Sources told Automobilwoche that the company could — and, as none of this is confirmed yet, I have to further emphasize the word could — manufacture its Q8 e-tron SUV there, instead of in Mexico. Audi cancelled that model with the closure of the plant that built it in Brussels, Belgium (the Q8 e-tron, formerly known as just “Audi e-tron” until 2023, was imported to the U.S. from that facility). Since the Scout Motors plant is still finishing up construction though, it’s unclear where Audi could fit into the equation, and whether a potential decision to build a next-generation Q8 e-tron there could come in ahead of Scout production. There’s also the question of how bringing Audi in would affect Scout’s production timeline, if it affects that 2027 date or the new brand’s production ramp-up in the following years.

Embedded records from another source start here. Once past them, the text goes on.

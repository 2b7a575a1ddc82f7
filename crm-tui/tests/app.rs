use std::time::{Duration, Instant};

use crm_lib::{Store, UserStatus};
use crm_tui::app::{Focus, FormKind, Record, Screen, Section};
use crm_tui::{App, Config};
use crm_ui::{Event, Key};

fn app_with(start_page: &str, loading_delay_ms: u64) -> (App, Instant) {
    let config = Config {
        start_page: start_page.to_string(),
        loading_delay_ms,
        ..Config::default()
    };
    let now = Instant::now();
    (App::new(config, Store::seeded(), now).unwrap(), now)
}

fn press(app: &mut App, key: Key, now: Instant) {
    app.handle_event(Event::key(key), now);
}

fn type_text(app: &mut App, text: &str, now: Instant) {
    for c in text.chars() {
        press(app, Key::Char(c), now);
    }
}

fn sign_in(app: &mut App, email: &str, now: Instant) {
    type_text(app, email, now);
    press(app, Key::Tab, now);
    type_text(app, "secret", now);
    press(app, Key::Enter, now);
}

fn detail_record(app: &App) -> Option<&Record> {
    match app.screen() {
        Screen::Detail(detail) => Some(&detail.record),
        _ => None,
    }
}

#[test]
fn test_starts_on_login() {
    let (app, _) = app_with("login", 600);
    assert!(matches!(app.screen(), Screen::Login(_)));
    assert!(app.session().is_none());
    assert!(app.next_deadline().is_none());
}

#[test]
fn test_sign_in_opens_dashboard() {
    let (mut app, now) = app_with("login", 600);
    sign_in(&mut app, "priya.patel@example.com", now);

    assert!(matches!(app.screen(), Screen::Dashboard(_)));
    assert_eq!(app.session().unwrap().user.id, "usr_002");
    assert_eq!(app.toasts().titles(), vec!["Signed In"]);
    assert_eq!(app.history_len(), 0);
}

#[test]
fn test_empty_sign_in_shows_field_errors() {
    let (mut app, now) = app_with("login", 600);
    press(&mut app, Key::Tab, now);
    press(&mut app, Key::Enter, now);

    let Screen::Login(form) = app.screen() else {
        panic!("expected the login screen");
    };
    assert_eq!(form.error("email"), Some("Email is required."));
    assert_eq!(form.error("password"), Some("Password is required."));
    assert_eq!(form.field, 0);
    assert_eq!(app.toasts().titles(), vec!["Validation Error"]);
}

#[test]
fn test_inactive_user_cannot_sign_in() {
    let (mut app, now) = app_with("login", 600);
    sign_in(&mut app, "sneha.reddy@example.com", now);

    assert!(matches!(app.screen(), Screen::Login(_)));
    assert_eq!(app.toasts().titles(), vec!["Sign-in Failed"]);
}

#[test]
fn test_sign_out_and_quit() {
    let (mut app, now) = app_with("login", 600);
    sign_in(&mut app, "rohan.das@example.com", now);

    app.handle_event(Event::ctrl('l'), now);
    assert!(matches!(app.screen(), Screen::Login(_)));
    assert!(app.session().is_none());
    assert!(app.toasts().titles().contains(&"Signed Out"));

    assert!(!app.should_quit());
    app.handle_event(Event::ctrl('q'), now);
    assert!(app.should_quit());
}

#[test]
fn test_list_loads_after_delay() {
    let (mut app, now) = app_with("accounts", 600);
    assert!(app.screen().is_loading());
    assert_eq!(app.next_deadline(), Some(now + Duration::from_millis(600)));

    // Rows cannot be selected while loading.
    press(&mut app, Key::Down, now);
    assert_eq!(app.screen().table_state().unwrap().selected, None);

    assert!(!app.tick(now + Duration::from_millis(599)));
    assert!(app.screen().is_loading());
    assert!(app.tick(now + Duration::from_millis(600)));
    assert!(!app.screen().is_loading());
    assert!(app.next_deadline().is_none());
}

#[test]
fn test_zero_delay_skips_loading() {
    let (app, _) = app_with("leads", 0);
    assert!(!app.screen().is_loading());
    assert_eq!(app.page_table().unwrap().len(), 7);
}

#[test]
fn test_enter_opens_selected_row_and_esc_returns() {
    let (mut app, now) = app_with("accounts", 0);
    press(&mut app, Key::Down, now);
    press(&mut app, Key::Down, now);
    press(&mut app, Key::Enter, now);

    assert_eq!(detail_record(&app), Some(&Record::Account("acc_002".to_string())));
    assert_eq!(app.history_len(), 1);

    press(&mut app, Key::Escape, now);
    let Screen::List(list) = app.screen() else {
        panic!("expected the accounts list");
    };
    assert_eq!(list.section, Section::Accounts);
    assert_eq!(list.table.selected, Some(1));
}

#[test]
fn test_search_and_filters_narrow_the_table() {
    let (mut app, now) = app_with("accounts", 0);
    press(&mut app, Key::Char('/'), now);
    assert_eq!(app.focus(), Focus::Search);

    type_text(&mut app, "innova", now);
    assert_eq!(app.page_table().unwrap().len(), 1);

    // Filter keys are plain text while searching.
    press(&mut app, Key::Char('f'), now);
    let Screen::List(list) = app.screen() else {
        panic!("expected the accounts list");
    };
    assert_eq!(list.filter.search(), "innovaf");
    assert_eq!(app.page_table().unwrap().len(), 0);

    for _ in 0.."innovaf".len() {
        press(&mut app, Key::Backspace, now);
    }
    press(&mut app, Key::Enter, now);
    assert_eq!(app.focus(), Focus::Table);
    assert_eq!(app.page_table().unwrap().len(), 4);

    press(&mut app, Key::Char('f'), now);
    let Screen::List(list) = app.screen() else {
        panic!("expected the accounts list");
    };
    assert_eq!(list.filter.chips()[0].1, "Agriculture");
    assert_eq!(app.page_table().unwrap().len(), 1);
}

#[test]
fn test_tab_cycles_focus() {
    let (mut app, now) = app_with("leads", 0);
    assert_eq!(app.focus(), Focus::Table);
    press(&mut app, Key::Tab, now);
    assert_eq!(app.focus(), Focus::Sidebar);
    press(&mut app, Key::Tab, now);
    assert_eq!(app.focus(), Focus::Search);
    press(&mut app, Key::BackTab, now);
    assert_eq!(app.focus(), Focus::Sidebar);

    // Sidebar navigation
    press(&mut app, Key::Down, now);
    press(&mut app, Key::Enter, now);
    assert_eq!(app.screen().section(), Some(Section::Contacts));
}

#[test]
fn test_activity_rows_open_related_record() {
    let (mut app, now) = app_with("activities", 0);
    press(&mut app, Key::Down, now);
    press(&mut app, Key::Enter, now);
    let first = app.store().activities()[0].related_to.id.clone();
    assert_eq!(detail_record(&app).map(Record::id), Some(first.as_str()));
}

#[test]
fn test_detail_tabs_switch_tables() {
    let (mut app, now) = app_with("accounts", 0);
    app.open_record(Record::Account("acc_001".to_string()), now);
    assert_eq!(app.page_table().unwrap().len(), 3);

    press(&mut app, Key::Char(']'), now);
    assert_eq!(app.page_table().unwrap().len(), 2);
    press(&mut app, Key::Char(']'), now);
    assert_eq!(app.page_table().unwrap().len(), 4);
    press(&mut app, Key::Char(']'), now);
    let Screen::Detail(detail) = app.screen() else {
        panic!("expected a detail page");
    };
    assert_eq!(detail.tab, 0);

    // Opening a contact from the Contacts tab
    press(&mut app, Key::Down, now);
    press(&mut app, Key::Enter, now);
    assert_eq!(detail_record(&app), Some(&Record::Contact("cont_001".to_string())));
    assert_eq!(app.history_len(), 2);
}

#[test]
fn test_unknown_record_shows_notice() {
    let (mut app, now) = app_with("leads", 0);
    app.open_record(Record::Lead("L404".to_string()), now);
    assert!(matches!(app.screen(), Screen::List(_)));
    assert_eq!(app.toasts().titles(), vec!["Not Found"]);
}

#[test]
fn test_toggle_user_status() {
    let (mut app, now) = app_with("users", 0);
    app.open_record(Record::User("usr_003".to_string()), now);
    press(&mut app, Key::Char('s'), now);

    assert_eq!(app.store().user("usr_003").unwrap().status, UserStatus::Inactive);
    assert_eq!(app.toasts().titles(), vec!["User Deactivated"]);
}

#[test]
fn test_create_lead() {
    let (mut app, now) = app_with("leads", 0);
    press(&mut app, Key::Char('n'), now);
    let Screen::Create(form) = app.screen() else {
        panic!("expected the create form");
    };
    assert!(matches!(form.kind, FormKind::Lead(_)));

    type_text(&mut app, "Acme Rollout", now);
    press(&mut app, Key::Tab, now);
    type_text(&mut app, "Acme Corp", now);
    press(&mut app, Key::Tab, now);
    type_text(&mut app, "25000", now);
    press(&mut app, Key::Tab, now);
    press(&mut app, Key::Tab, now);
    type_text(&mut app, "ops@acme.com", now);
    press(&mut app, Key::Enter, now);

    assert_eq!(detail_record(&app), Some(&Record::Lead("L008".to_string())));
    assert_eq!(app.toasts().titles(), vec!["Lead Created"]);
    assert_eq!(app.store().leads().len(), 8);

    press(&mut app, Key::Escape, now);
    assert_eq!(app.page_table().unwrap().len(), 8);
}

#[test]
fn test_create_form_keeps_errors_until_edited() {
    let (mut app, now) = app_with("accounts", 0);
    press(&mut app, Key::Char('n'), now);
    press(&mut app, Key::Enter, now);

    let Screen::Create(form) = app.screen() else {
        panic!("expected the create form");
    };
    assert_eq!(form.error("name"), Some("Account name is required."));
    assert!(form.error("industry").is_some());
    assert_eq!(app.store().accounts().len(), 4);

    type_text(&mut app, "Acme", now);
    let Screen::Create(form) = app.screen() else {
        panic!("expected the create form");
    };
    assert_eq!(form.error("name"), None);
    assert!(form.error("industry").is_some());

    // Choice fields cycle with the arrow keys.
    press(&mut app, Key::Down, now);
    press(&mut app, Key::Right, now);
    let Screen::Create(form) = app.screen() else {
        panic!("expected the create form");
    };
    let FormKind::Account(account) = &form.kind else {
        panic!("expected the account form");
    };
    assert_eq!(account.industry, "Technology");

    press(&mut app, Key::Escape, now);
    assert!(matches!(app.screen(), Screen::List(_)));
}

#[test]
fn test_activities_have_no_create_form() {
    let (mut app, now) = app_with("activities", 0);
    press(&mut app, Key::Char('n'), now);
    assert!(matches!(app.screen(), Screen::List(_)));
}

#[test]
fn test_toasts_expire_on_tick() {
    let (mut app, now) = app_with("leads", 0);
    app.open_record(Record::Lead("L404".to_string()), now);
    let deadline = app.next_deadline().unwrap();
    assert!(app.tick(deadline));
    assert!(app.toasts().is_empty());
}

A supposed third site may produce the new Q6 e-tron model, which is currently built at its headquarters in Ingolstadt, Germany. It’s unclear where the automaker would actually build it if it did decide to build models for the American market here, but it sounds like we’ll have more information on that in the coming months.

Rivals are better equipped to handle tariffs, at the moment

Unlike Audi, rival luxury automakers have been building vehicles in the U.S. for decades. BMW builds most of its SUVs, including its best-selling X3 and X5, at its Spartanburg, South Carolina plant. Mercedes-Benz has also been building SUVs outside Tuscaloosa, Alabama since 1997. As a result, they’re well equipped to weather 25% tariffs, while other companies build relatively few models here right now. Lexus, for its part, builds the ES in Kentucky and the new TX in Indiana. Volvo builds some cars outside Charleston, South Carolina, but most are still built overseas, and likely to be the hardest hit by these new tariffs.